Intersect Project shows a video dealing with how Christians should think about the issue of assisted suicide and euthanasia in an interview with Erik Clary. 
The topics of euthanasia and assisted suicide are ones that are wrapped with much ethical discussion and debate. Advocates of euthanasia believe that the right to die is personal choice and that one whom is suffering should not have to be kept alive against the individual’s will. On the other hand, euthanasia and PAS can be perceived to abuse autonomy and human rights. Kant and Mill renowned philosophers, believe that the principle of autonomy prohibits the intentional ending of the conditions needed for autonomy—this includes ending one’s life. Additionally, it has been argued that euthanasia is seldom autonomous and sincerely a personal choice because terminally ill patients may not have the ability to express their rational mind.
Individual’s against suicide may view suicide as an easy-way out for doctors because it could render the doctor as carefree and as one that does not want to address the patient’s’ problems. In terms of legalization, society often sees doctors as “healers” so when initiating suicide comes into play, there is controversy. However, the caveat to this belief would be that a physician should heal until death is imminent then shift to healing to relieving suffering—in accordance to the patient’s wishes. Many view PAS and euthanasia as beneficent: ending one’s life is better than suffering unbearably. Those against specifically active euthanasia and physician assisted suicide also may believe that it undermines the doctor-patient relationship by destroying trust built between the two. The doctor’s role in administering euthanasia “would compromise the objectives of the medical profession” 16—and thus diminish trust and confidence between the doctor and patient.
http://www.jamesrachels.org/ : James Rachels, a philosopher, who published one of the most salient articles on the euthanasia debate in the New England Journal of Medicine.
Based on a utilitarian argument by James Rachel, there is no difference between killing and letting die: this fundamentally makes active and passive euthanasia morally equivalent. Rachel also argues that active euthanasia is more humane than passive euthanasia due to active euthanasia’s “quick and painless” lethal injection. On the contrary, passive euthanasia can result in a “relatively slow and painful death.”

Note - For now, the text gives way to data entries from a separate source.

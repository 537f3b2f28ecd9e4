// SPDX-License-Identifier: Apache-2.0 OR MIT
// Copyright (c) 2025-2026 naskel.com

//! Coarse manager timer.
//!
//! One worker thread ticks every `timer.tick` seconds and fires each
//! registered callback once its interval has elapsed. Callbacks run outside
//! the registration lock.

use crate::error::{RtcError, RtcResult};
use crate::task::{PeriodicTask, TaskControl, TaskMode};
use parking_lot::Mutex;
use std::sync::atomic::{AtomicU64, Ordering};
use std::sync::Arc;
use std::time::{Duration, Instant};

pub type TimerId = u64;

type Callback = Arc<dyn Fn() + Send + Sync>;

struct Entry {
    id: TimerId,
    interval: Duration,
    due: Instant,
    callback: Callback,
}

pub struct Timer {
    tick: Duration,
    entries: Arc<Mutex<Vec<Entry>>>,
    task: Mutex<Option<PeriodicTask>>,
    next_id: AtomicU64,
}

impl Timer {
    pub fn new(tick: Duration) -> RtcResult<Self> {
        if tick.is_zero() {
            return Err(RtcError::bad_param("timer tick must be positive"));
        }
        Ok(Self {
            tick,
            entries: Arc::new(Mutex::new(Vec::new())),
            task: Mutex::new(None),
            next_id: AtomicU64::new(1),
        })
    }

    pub fn tick(&self) -> Duration {
        self.tick
    }

    pub fn is_running(&self) -> bool {
        self.task.lock().is_some()
    }

    pub fn start(&self) -> RtcResult<()> {
        let mut task = self.task.lock();
        if task.is_some() {
            return Err(RtcError::precondition("timer already running"));
        }
        let entries = self.entries.clone();
        *task = Some(PeriodicTask::spawn(
            "rtc-timer",
            TaskMode::Periodic(self.tick),
            move || {
                fire_due(&entries, Instant::now());
                TaskControl::Continue
            },
        )?);
        log::debug!("[Timer::start] tick {:?}", self.tick);
        Ok(())
    }

    pub fn stop(&self) {
        let task = self.task.lock().take();
        if let Some(mut task) = task {
            task.stop();
            log::debug!("[Timer::stop]");
        }
    }

    /// Call `callback` every `interval` (rounded up to the tick).
    pub fn register<F>(&self, interval: Duration, callback: F) -> RtcResult<TimerId>
    where
        F: Fn() + Send + Sync + 'static,
    {
        if interval.is_zero() {
            return Err(RtcError::bad_param("timer interval must be positive"));
        }
        let id = self.next_id.fetch_add(1, Ordering::Relaxed);
        self.entries.lock().push(Entry {
            id,
            interval,
            due: Instant::now() + interval,
            callback: Arc::new(callback),
        });
        Ok(id)
    }

    pub fn unregister(&self, id: TimerId) -> bool {
        let mut entries = self.entries.lock();
        let before = entries.len();
        entries.retain(|e| e.id != id);
        entries.len() != before
    }

    pub fn len(&self) -> usize {
        self.entries.lock().len()
    }

    pub fn is_empty(&self) -> bool {
        self.entries.lock().is_empty()
    }
}

impl Drop for Timer {
    fn drop(&mut self) {
        self.stop();
    }
}

fn fire_due(entries: &Mutex<Vec<Entry>>, now: Instant) {
    let due: Vec<Callback> = {
        let mut entries = entries.lock();
        entries
            .iter_mut()
            .filter(|e| e.due <= now)
            .map(|e| {
                e.due = now + e.interval;
                e.callback.clone()
            })
            .collect()
    };
    for cb in due {
        cb();
    }
}

#[cfg(test)]
mod tests {
    use super::*;
    use std::sync::atomic::AtomicUsize;

    #[test]
    fn test_zero_tick_rejected() {
        assert!(Timer::new(Duration::ZERO).is_err());
    }

    #[test]
    fn test_fire_due_only_expired() {
        let entries = Mutex::new(Vec::new());
        let hits = Arc::new(AtomicUsize::new(0));
        let h = hits.clone();
        let now = Instant::now();
        entries.lock().push(Entry {
            id: 1,
            interval: Duration::from_secs(10),
            due: now,
            callback: Arc::new(move || {
                h.fetch_add(1, Ordering::SeqCst);
            }),
        });
        fire_due(&entries, now);
        fire_due(&entries, now + Duration::from_secs(1));
        assert_eq!(hits.load(Ordering::SeqCst), 1);
        fire_due(&entries, now + Duration::from_secs(11));
        assert_eq!(hits.load(Ordering::SeqCst), 2);
    }

    #[test]
    fn test_timer_fires_and_unregisters() {
        let timer = Timer::new(Duration::from_millis(5)).expect("timer");
        let hits = Arc::new(AtomicUsize::new(0));
        let h = hits.clone();
        let id = timer
            .register(Duration::from_millis(10), move || {
                h.fetch_add(1, Ordering::SeqCst);
            })
            .expect("register");
        timer.start().expect("start");
        std::thread::sleep(Duration::from_millis(100));
        assert!(hits.load(Ordering::SeqCst) >= 2);

        assert!(timer.unregister(id));
        assert!(!timer.unregister(id));
        let seen = hits.load(Ordering::SeqCst);
        std::thread::sleep(Duration::from_millis(50));
        assert!(hits.load(Ordering::SeqCst) <= seen + 1);
        timer.stop();
        assert!(!timer.is_running());
    }
}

Euthanasia and physician-assisted suicide are both very controversial topics that cause a lot of debate in many countries throughout the world. In societies around the world today, these topics have seemed to overlap and have become to greatly correlate with one other. It is within these certain societies that specific choices are made, in terms of these measures, either enabling certain patients to access to them or denying their access. These decisions are made based upon ethical, cultural, religious, or even scientific viewpoints of the leaders in these countries.